The Obesity Medicine Association (OMA) recently released the 2018 updates to The Obesity Algorithm® (originally published in 2013) for pediatric and adult patients. The algorithm provides detailed information on pathophysiology, evaluation, and management of obesity and obesity-related complications. What has been updated? And how will these updates impact your patients? Scroll through the slideshow above to find out.
2018 Pediatric, Adult Obesity Algorithm.1 The algorithm is updated annually and the major updates this year focus on training, board review, epidemiology, the obesity paradox, interpretation of DXA results, NEAT, anti-obesity drug updates, functional foods, supplements, and OTC medications, and investigational anti-obesity medications.
Obesity, Adiposopathy, Obesity Paradox. Between 2015 and 2016, the prevalence of obesity was estimated to be 40% in US adults, 18.5% in youths, and higher among non-Hispanic black and Hispanic adults. Adiposopathy, or sick fat disease, is when increased fat tissue leads to anatomic changes and endocrine, immune, and metabolic dysfunction. The obesity paradox is the idea that increased fat tissue may be protective in certain cases (eg, cardiovascular disease events, stroke, acute respiratory distress, and chronic kidney disease).

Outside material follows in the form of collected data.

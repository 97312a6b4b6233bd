//! Engine configuration.

use warden_core::models::user::User;

/// Configuration for the permission engine.
///
/// The admin lists form the legacy escape hatch: identities listed
/// here bypass RBAC/ABAC entirely so operators keep access while the
/// role tables are empty or broken. Checked first in every evaluation.
#[derive(Debug, Clone, Default)]
pub struct EngineConfig {
    /// Telegram IDs granted unconditional admin access.
    pub admin_telegram_ids: Vec<i64>,
    /// Email addresses granted unconditional admin access. Matched
    /// case-insensitively and only against verified emails.
    pub admin_emails: Vec<String>,
}

impl EngineConfig {
    /// Check whether the user matches the static admin allow-list.
    pub fn is_legacy_admin(&self, user: &User) -> bool {
        if let Some(telegram_id) = user.telegram_id
            && self.admin_telegram_ids.contains(&telegram_id)
        {
            return true;
        }

        if user.email_verified
            && let Some(email) = &user.email
        {
            return self
                .admin_emails
                .iter()
                .any(|admin| admin.eq_ignore_ascii_case(email));
        }

        false
    }
}
//! SurrealDB implementation of [`AccessPolicyRepository`].

use chrono::{DateTime, Utc};
use surrealdb::{Connection, Surreal};
use surrealdb_types::SurrealValue;
use tracing::info;
use uuid::Uuid;
use warden_core::error::WardenResult;
use warden_core::models::policy::{
    AccessPolicy, CreatePolicy, PolicyConditions, PolicyEffect, UpdatePolicy,
};
use warden_core::repository::AccessPolicyRepository;

use crate::error::DbError;

#[derive(Debug, SurrealValue)]
struct PolicyRow {
    name: String,
    description: Option<String>,
    role_id: Option<String>,
    priority: u32,
    effect: String,
    resource: String,
    actions: Vec<String>,
    conditions: serde_json::Value,
    is_active: bool,
    created_by: Option<String>,
    created_at: DateTime<Utc>,
}

#[derive(Debug, SurrealValue)]
struct PolicyRowWithId {
    record_id: String,
    name: String,
    description: Option<String>,
    role_id: Option<String>,
    priority: u32,
    effect: String,
    resource: String,
    actions: Vec<String>,
    conditions: serde_json::Value,
    is_active: bool,
    created_by: Option<String>,
    created_at: DateTime<Utc>,
}

fn parse_effect(s: &str) -> Result<PolicyEffect, DbError> {
    match s {
        "Allow" => Ok(PolicyEffect::Allow),
        "Deny" => Ok(PolicyEffect::Deny),
        other => Err(DbError::Migration(format!("unknown policy effect: {other}"))),
    }
}

fn effect_to_string(effect: PolicyEffect) -> &'static str {
    match effect {
        PolicyEffect::Allow => "Allow",
        PolicyEffect::Deny => "Deny",
    }
}

fn parse_opt_uuid(field: &str, value: Option<String>) -> Result<Option<Uuid>, DbError> {
    value
        .map(|s| {
            Uuid::parse_str(&s).map_err(|e| DbError::Migration(format!("invalid {field} UUID: {e}")))
        })
        .transpose()
}

/// Unknown condition keys are dropped here; the conditions struct only
/// keeps the fields evaluation understands.
fn parse_conditions(value: serde_json::Value) -> Result<PolicyConditions, DbError> {
    serde_json::from_value(value)
        .map_err(|e| DbError::Migration(format!("invalid policy conditions: {e}")))
}

fn conditions_to_value(conditions: &PolicyConditions) -> Result<serde_json::Value, DbError> {
    serde_json::to_value(conditions)
        .map_err(|e| DbError::Migration(format!("unserializable policy conditions: {e}")))
}

impl PolicyRow {
    fn into_policy(self, id: Uuid) -> Result<AccessPolicy, DbError> {
        Ok(AccessPolicy {
            id,
            name: self.name,
            description: self.description,
            role_id: parse_opt_uuid("role_id", self.role_id)?,
            priority: self.priority,
            effect: parse_effect(&self.effect)?,
            resource: self.resource,
            actions: self.actions,
            conditions: parse_conditions(self.conditions)?,
            is_active: self.is_active,
            created_by: parse_opt_uuid("created_by", self.created_by)?,
            created_at: self.created_at,
        })
    }
}

impl PolicyRowWithId {
    fn try_into_policy(self) -> Result<AccessPolicy, DbError> {
        let id = Uuid::parse_str(&self.record_id)
            .map_err(|e| DbError::Migration(format!("invalid UUID: {e}")))?;
        PolicyRow {
            name: self.name,
            description: self.description,
            role_id: self.role_id,
            priority: self.priority,
            effect: self.effect,
            resource: self.resource,
            actions: self.actions,
            conditions: self.conditions,
            is_active: self.is_active,
            created_by: self.created_by,
            created_at: self.created_at,
        }
        .into_policy(id)
    }
}

/// SurrealDB implementation of the access-policy repository.
#[derive(Clone)]
pub struct SurrealAccessPolicyRepository<C: Connection> {
    db: Surreal<C>,
}

impl<C: Connection> SurrealAccessPolicyRepository<C> {
    pub fn new(db: Surreal<C>) -> Self {
        Self { db }
    }
}

impl<C: Connection> AccessPolicyRepository for SurrealAccessPolicyRepository<C> {
    async fn get_all(&self, role_id: Option<Uuid>) -> WardenResult<Vec<AccessPolicy>> {
        let mut result = match role_id {
            Some(role_id) => {
                self.db
                    .query(
                        "SELECT meta::id(id) AS record_id, * FROM access_policy \
                         WHERE is_active = true AND role_id = $role_id \
                         ORDER BY priority DESC, created_at ASC",
                    )
                    .bind(("role_id", role_id.to_string()))
                    .await
            }
            None => {
                self.db
                    .query(
                        "SELECT meta::id(id) AS record_id, * FROM access_policy \
                         WHERE is_active = true \
                         ORDER BY priority DESC, created_at ASC",
                    )
                    .await
            }
        }
        .map_err(DbError::from)?;

        let rows: Vec<PolicyRowWithId> = result.take(0).map_err(DbError::from)?;
        let policies = rows
            .into_iter()
            .map(|row| row.try_into_policy())
            .collect::<Result<Vec<_>, DbError>>()?;

        Ok(policies)
    }

    async fn get_by_id(&self, id: Uuid) -> WardenResult<AccessPolicy> {
        let id_str = id.to_string();

        let mut result = self
            .db
            .query("SELECT * FROM type::record('access_policy', $id)")
            .bind(("id", id_str.clone()))
            .await
            .map_err(DbError::from)?;

        let rows: Vec<PolicyRow> = result.take(0).map_err(DbError::from)?;
        let row = rows.into_iter().next().ok_or_else(|| DbError::NotFound {
            entity: "access_policy".into(),
            id: id_str,
        })?;

        Ok(row.into_policy(id)?)
    }

    async fn create(&self, input: CreatePolicy) -> WardenResult<AccessPolicy> {
        let id = Uuid::new_v4();
        let id_str = id.to_string();
        let conditions = conditions_to_value(&input.conditions)?;

        let result = self
            .db
            .query(
                "CREATE type::record('access_policy', $id) SET \
                 name = $name, description = $description, \
                 role_id = $role_id, priority = $priority, \
                 effect = $effect, resource = $resource, \
                 actions = $actions, conditions = $conditions, \
                 created_by = $created_by",
            )
            .bind(("id", id_str.clone()))
            .bind(("name", input.name.clone()))
            .bind(("description", input.description))
            .bind(("role_id", input.role_id.map(|u| u.to_string())))
            .bind(("priority", input.priority))
            .bind(("effect", effect_to_string(input.effect)))
            .bind(("resource", input.resource))
            .bind(("actions", input.actions))
            .bind(("conditions", conditions))
            .bind(("created_by", input.created_by.map(|u| u.to_string())))
            .await
            .map_err(DbError::from)?;

        let mut result = result
            .check()
            .map_err(|e| DbError::Migration(e.to_string()))?;

        let rows: Vec<PolicyRow> = result.take(0).map_err(DbError::from)?;
        let row = rows.into_iter().next().ok_or_else(|| DbError::NotFound {
            entity: "access_policy".into(),
            id: id_str,
        })?;

        info!(
            policy_id = %id,
            name = %input.name,
            effect = effect_to_string(input.effect),
            "Created access policy"
        );
        Ok(row.into_policy(id)?)
    }

    async fn update(&self, id: Uuid, input: UpdatePolicy) -> WardenResult<AccessPolicy> {
        let id_str = id.to_string();

        let mut sets = Vec::new();
        if input.name.is_some() {
            sets.push("name = $name");
        }
        match &input.description {
            Some(Some(_)) => sets.push("description = $description"),
            Some(None) => sets.push("description = NONE"),
            None => {}
        }
        match &input.role_id {
            Some(Some(_)) => sets.push("role_id = $role_id"),
            Some(None) => sets.push("role_id = NONE"),
            None => {}
        }
        if input.priority.is_some() {
            sets.push("priority = $priority");
        }
        if input.effect.is_some() {
            sets.push("effect = $effect");
        }
        if input.resource.is_some() {
            sets.push("resource = $resource");
        }
        if input.actions.is_some() {
            sets.push("actions = $actions");
        }
        if input.conditions.is_some() {
            sets.push("conditions = $conditions");
        }
        if input.is_active.is_some() {
            sets.push("is_active = $is_active");
        }

        if sets.is_empty() {
            return self.get_by_id(id).await;
        }

        let query = format!(
            "UPDATE type::record('access_policy', $id) SET {}",
            sets.join(", ")
        );

        let mut builder = self.db.query(&query).bind(("id", id_str.clone()));

        if let Some(name) = input.name {
            builder = builder.bind(("name", name));
        }
        if let Some(Some(description)) = input.description {
            builder = builder.bind(("description", description));
        }
        if let Some(Some(role_id)) = input.role_id {
            builder = builder.bind(("role_id", role_id.to_string()));
        }
        if let Some(priority) = input.priority {
            builder = builder.bind(("priority", priority));
        }
        if let Some(effect) = input.effect {
            builder = builder.bind(("effect", effect_to_string(effect)));
        }
        if let Some(resource) = input.resource {
            builder = builder.bind(("resource", resource));
        }
        if let Some(actions) = input.actions {
            builder = builder.bind(("actions", actions));
        }
        if let Some(conditions) = &input.conditions {
            builder = builder.bind(("conditions", conditions_to_value(conditions)?));
        }
        if let Some(is_active) = input.is_active {
            builder = builder.bind(("is_active", is_active));
        }

        let result = builder.await.map_err(DbError::from)?;
        let mut result = result
            .check()
            .map_err(|e| DbError::Migration(e.to_string()))?;

        let rows: Vec<PolicyRow> = result.take(0).map_err(DbError::from)?;
        let row = rows.into_iter().next().ok_or_else(|| DbError::NotFound {
            entity: "access_policy".into(),
            id: id_str,
        })?;

        info!(policy_id = %id, "Updated access policy");
        Ok(row.into_policy(id)?)
    }

    async fn delete(&self, id: Uuid) -> WardenResult<bool> {
        let id_str = id.to_string();

        let mut result = self
            .db
            .query("SELECT * FROM type::record('access_policy', $id)")
            .bind(("id", id_str.clone()))
            .await
            .map_err(DbError::from)?;
        let rows: Vec<PolicyRow> = result.take(0).map_err(DbError::from)?;
        let Some(row) = rows.into_iter().next() else {
            return Ok(false);
        };

        self.db
            .query("DELETE type::record('access_policy', $id)")
            .bind(("id", id_str))
            .await
            .map_err(DbError::from)?
            .check()
            .map_err(|e| DbError::Migration(e.to_string()))?;

        info!(policy_id = %id, name = %row.name, "Deleted access policy");
        Ok(true)
    }

    async fn policies_for_roles(&self, role_ids: &[Uuid]) -> WardenResult<Vec<AccessPolicy>> {
        // Global policies (role_id = NONE) always belong to the
        // candidate set; role-scoped ones only for the given roles.
        let mut result = if role_ids.is_empty() {
            self.db
                .query(
                    "SELECT meta::id(id) AS record_id, * FROM access_policy \
                     WHERE is_active = true AND role_id = NONE \
                     ORDER BY priority DESC, created_at ASC",
                )
                .await
        } else {
            let ids: Vec<String> = role_ids.iter().map(|u| u.to_string()).collect();
            self.db
                .query(
                    "SELECT meta::id(id) AS record_id, * FROM access_policy \
                     WHERE is_active = true \
                     AND (role_id = NONE OR role_id IN $role_ids) \
                     ORDER BY priority DESC, created_at ASC",
                )
                .bind(("role_ids", ids))
                .await
        }
        .map_err(DbError::from)?;

        let rows: Vec<PolicyRowWithId> = result.take(0).map_err(DbError::from)?;
        let policies = rows
            .into_iter()
            .map(|row| row.try_into_policy())
            .collect::<Result<Vec<_>, DbError>>()?;

        Ok(policies)
    }
}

Obesity Classification. Obesity was classified for BMI, percentage of body fat, and waist circumference. The 5 different categories for BMI (in kg/m2) are normal (18.5-24.9), overweight (25-29.9), class I obesity (30-34.9), class II obesity (35-39.9), and class III obesity (≥40). Overweight/obese is classified as ≥32% body fat for females and ≥25% body fat for males. Overweight/obese is classified as ≥35” waist circumference for females and ≥40” for men.
Edmonton Obesity Staging:
Evaluation. A comprehensive evaluation of the patient with overweight/obesity should include history, a physical examination, laboratory tests, and diagnostic testing.
Body Composition: DXA Interpretation. DXA measures fat mass and lean soft tissue mass or soft tissue mass and bone mineral mass. Lean mass and fat composition is highly variable due to genetics, gender, race, age, nutrition, and physical activity. A normal lean body mass is 75% of total body mass and normal fat mass is 25% of total body mass, but can go up to >70%.
Energy Expenditure. The widest variance in energy expenditure among individuals is in non-exercise activity thermogenesis, or NEAT, and can range between 150-500 kcal/day. Maximizing steps taken per day is recommended to maintain/improve health; the OMA recommends that individuals walk 10 minutes for every hour seated and that patients be encouraged to monitor daily steps with a pedometer. While <5000 steps a day is average for the US adult, 10 000 steps per day is considered active.
Individualized Treatment. Individualized treatment plans include dieting, activity, and counseling. Dieting plans can consist of calorie/carb restriction, food journaling, and very low-calorie diet programs. Also, setting an activity goal, such as moderate intensity exercise 150 minutes a week can be effective in weight management. Counseling can help eliminate provider bias/stigma and help patients identify self-sabotage while developing a strong support system.
Anti-obesity Medications. Currently there are 9 FDA-approved anti-obesity drugs available for appropriate patients. Investigational anti-obesity drugs include SGLT 1 and 2 inhibitors, oxyntomodulin analogues, lorcaserin/phentermine, and canagliflozin/phentermine.
Please note: A recent, post-marketing trial showed no difference in major cardiovascular events between lorcaserin and placebo over 3.3 years (first weight loss drug to show cardiovascular safety).2
Functional Foods, Supplements, OTC Medications. Functional foods suggested by the OMA include dietary fiber, prebiotics, probiotics, caffeine, green tea, green coffee extract, phytoestrogens, and conjugated linoleic acid. So-called weight loss supplements that have been banned by the FDA include DMAA , ephedra (ma huang), bitter orange/synephrine, DNP, and phenylpropanolamine. The only OTC anti-obesity therapy that is FDA-approved is orlistat.
A note from the American Board of Obesity Medicine. "Obesity medicine specialists, certified by the American Board of Obesity Medicine, dedicate a portion or all of their practice to the treatment of obesity. They perform a medical evaluation (history, physical, laboratory, body composition) and provide medical supervision for lifestyle change (nutrition, activity, behavior change), medications, or very low-calorie diets. Obesity is a chronic medical disease and often requires lifelong treatment."
1. Bays HE, Seger, J, Primack C, et al. Obesity Algorithm, presented by the Obesity Medicine Association. 2017-2018. Accessed Sept 14 at: www.obesityalgorithm.org.
2. Bohula EA, Wiviott SD, McGuire DK, et al. Cardiovascular safety of lorcaserin in overweight or obese patients. N Engl J Med. 2018;379:1107-1117.